Background information
- Born: Perry Carlton Buie January 23, 1941 Marianna, Florida, U.S.
- Died: July 18, 2015 (aged 74) Dothan, Alabama, U.S.
- Occupations: Songwriter; record producer; publisher;
- Formerly of: Roy Orbison, The Candymen, Classics IV, Atlanta Rhythm Section

= Buddy Buie =

American songwriter, producer, and publisher

Perry Carlton "Buddy" Buie (January 23, 1941 – July 18, 2015) was an American songwriter, producer and publisher. He is most commonly associated with Roy Orbison, the Classics IV and the Atlanta Rhythm Section.

==Career==
Buie was born in Marianna, Florida, and raised in Dothan, Alabama. He was at high school with Bobby Goldsboro and managed his band The Webbs. He introduced The Webbs to Roy Orbison in a show Buie organized and they became Orbison's backup band for two-and-a-half years.

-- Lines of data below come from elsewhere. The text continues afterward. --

/// Pass one: assigns a canonical identifier to every non-deletion entry.
pub(crate) fn internalize_keys<R, C, G>(
    entries: &mut [BatchEntry<R>],
    classifier: &C,
    generator: &G,
) -> Result<IdentifierMap, ImportError>
where
    C: OriginClassifier + ?Sized,
    G: IdentifierGenerator + ?Sized,
{
    let mut map = IdentifierMap::new();

    for entry in entries.iter_mut() {
        if entry.deleted {
            continue;
        }

        let original = entry.identifier.clone();
        let minted = match classifier.classify(&original) {
            OriginKind::Foreign | OriginKind::Temporary => generator.next_identifier(&original),
            OriginKind::Local if entry.verb.is_update_in_place() => generator.next_version(&original),
            OriginKind::Local => generator.next_identifier(&original),
            OriginKind::Internal => return Err(ImportError::MalformedIdentifier(original)),
        }
        .map_err(|e| ImportError::Generator(Box::new(e)))?;

        entry.identifier = map.assign(original, minted.without_origin())?.clone();
    }

    Ok(map)
}

/// Pass two: rewrites every reference-bearing field of every non-deletion
/// payload. Returns the indices of entries with unparseable narratives.
pub(crate) fn internalize_references<R, C>(
    entries: &mut [BatchEntry<R>],
    classifier: &C,
    map: &IdentifierMap,
) -> Result<Vec<usize>, ImportError>
where
    R: Payload,
    C: OriginClassifier + ?Sized,
{
    let mut unparseable = Vec::new();

    for (index, entry) in entries.iter_mut().enumerate() {
        if entry.deleted {
            continue;
        }
        let Some(payload) = entry.payload.as_mut() else {
            continue;
        };

        let mut internalizer = ReferenceInternalizer {
            classifier,
            map,
            entry: index,
            unparseable_markup: 0,
        };
        payload.rewrite_fields(&mut internalizer)?;
        if internalizer.unparseable_markup > 0 {
            unparseable.push(index);
        }
    }

    Ok(unparseable)
}

/// Rewrites the reference-bearing fields of one payload.
struct ReferenceInternalizer<'a, C: ?Sized> {
    classifier: &'a C,
    map: &'a IdentifierMap,
    entry: usize,
    unparseable_markup: usize,
}

impl<C: OriginClassifier + ?Sized> ReferenceInternalizer<'_, C> {
    /// Resolves one own-authority identifier. `None` leaves the reference as it was.
    fn internalize_identifier(&self, original: Identifier) -> Result<Option<Identifier>, ImportError> {
        match self.classifier.classify(&original) {
            OriginKind::Foreign | OriginKind::Temporary => match self.map.lookup(&original) {
                Some(canonical) => Ok(Some(canonical.clone())),
                None => Err(ImportError::UnresolvedReference(original)),
            },
            OriginKind::Local => Ok(Some(original.without_origin())),
            OriginKind::Internal => Ok(None),
        }
    }

    /// Resolves one locator string. `None` leaves the value as it was.
    fn internalize_locator(&self, value: &str) -> Result<Option<String>, ImportError> {
        let Some(locator) = Locator::parse(value) else {
            return Ok(None);
        };
        if !self.classifier.is_own_authority(&locator) {
            return Ok(None);
        }
        let Some(original) = self.classifier.locator_to_identifier(&locator) else {
            return Ok(None);
        };

        let resolved = self
            .internalize_identifier(original)?
            .map(|identifier| identifier.to_locator());
        if let Some(resolved) = &resolved {
            trace!("entry {}: reference {} -> {}", self.entry, value, resolved);
        }
        Ok(resolved)
    }
}

impl<C: OriginClassifier + ?Sized> FieldRewriter for ReferenceInternalizer<'_, C> {
    type Error = ImportError;

    fn rewrite_field(&mut self, field: FieldMut<'_>) -> Result<(), ImportError> {
        match field {
            FieldMut::Reference(reference) => {
                if let Some(value) = reference.reference.as_mut() {
                    if let Some(resolved) = self.internalize_locator(value)? {
                        *value = resolved;
                    }
                }
            }
            FieldMut::Uri(uri) => {
                if let Some(resolved) = self.internalize_locator(&uri.0)? {
                    uri.0 = resolved;
                }
            }
            FieldMut::Narrative(narrative) => {
                let outcome = markup::rewrite_links(
                    &narrative.div,
                    |locator: &str| -> Result<String, ImportError> {
                        Ok(self
                            .internalize_locator(locator)?
                            .unwrap_or_else(|| locator.to_string()))
                    },
                )?;
                match outcome {
                    MarkupOutcome::Rewritten(div) => narrative.div = div,
                    MarkupOutcome::Unparseable => {
                        warn!(
                            "entry {}: narrative is not well-formed markup, left unchanged",
                            self.entry
                        );
                        self.unparseable_markup += 1;
                    }
                }
            }
        }
        Ok(())
    }
}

He was best known as a prolific songwriter, with 340 songs registered in the BMI catalog. His first success came in 1964 when Tommy Roe took "Party Girl", which Buie co-wrote with Billy Gilmore, into the Billboard Hot 100. In 1967, he started working with the group Classics IV, writing with the group's guitarist, James Cobb, to add lyrics to Mike Sharpe's instrumental "Spooky". Subsequent songs co-written with Cobb included Sandy Posey's "I Take It Back" and the Classics IV hits "Stormy", "Traces", "Every Day With You Girl" and "What Am I Crying For?"

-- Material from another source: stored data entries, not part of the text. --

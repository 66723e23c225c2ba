//! The three reference-bearing field kinds a payload can contain.

use serde::{Deserialize, Serialize};

/// A structured reference to another record.
///
/// `reference` holds the target as a locator string, absolute or relative.
#[derive(Debug, Clone, Default, PartialEq, Eq, Serialize, Deserialize)]
pub struct Reference {
    #[serde(default, skip_serializing_if = "Option::is_none")]
    pub reference: Option<String>,
    #[serde(default, skip_serializing_if = "Option::is_none")]
    pub display: Option<String>,
}

impl Reference {
    pub fn new(reference: impl Into<String>) -> Self {
        Reference {
            reference: Some(reference.into()),
            display: None,
        }
    }

    pub fn with_display(mut self, display: impl Into<String>) -> Self {
        self.display = Some(display.into());
        self
    }

    pub fn reference(&self) -> Option<&str> {
        self.reference.as_deref()
    }
}

/// A bare text value shaped like a locator.
#[derive(Debug, Clone, Default, PartialEq, Eq, Serialize, Deserialize)]
#[serde(transparent)]
pub struct Uri(pub String);

impl Uri {
    pub fn new(value: impl Into<String>) -> Self {
        Uri(value.into())
    }

    pub fn as_str(&self) -> &str {
        &self.0
    }
}

impl From<&str> for Uri {
    fn from(value: &str) -> Self {
        Uri(value.to_string())
    }
}

/// Human-readable rich text embedded in a record.
///
/// `div` is an XHTML fragment whose `a@href` and `img@src` attributes may
/// point at other records.
#[derive(Debug, Clone, Default, PartialEq, Eq, Serialize, Deserialize)]
pub struct Narrative {
    pub status: String,
    pub div: String,
}

impl Narrative {
    pub fn new(div: impl Into<String>) -> Self {
        Narrative {
            status: "generated".to_string(),
            div: div.into(),
        }
    }
}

He assembled the Atlanta Rhythm Section with former members of the Candymen and Classics IV in 1971. He served as manager of the band and co-wrote most of their songs, including "So in to You", "I'm Not Gonna Let It Bother Me Tonight" and "Imaginary Lover".

In 1978, Buie and marketing executive Arnie Geller founded the recording management company Buie/Geller Organization, and Polydor imprint BGO Records in Doraville, Georgia.

Buie was inducted into the Georgia Music Hall of Fame in 1984 and the Alabama Music Hall of Fame in 2010.

In 2003, Buie left Atlanta and retired to Eufaula, Alabama with his wife Gloria Seay Buie, the subject of many of Buie's songs who had also been heavily involved in managing ARS.

In 2010, the Oscar-winning film The Fighter featured "So Into You" by the Atlanta Rhythm Section on its soundtrack.

On July 18, 2015, Buie died at a hospital in Dothan, Alabama after suffering a heart attack.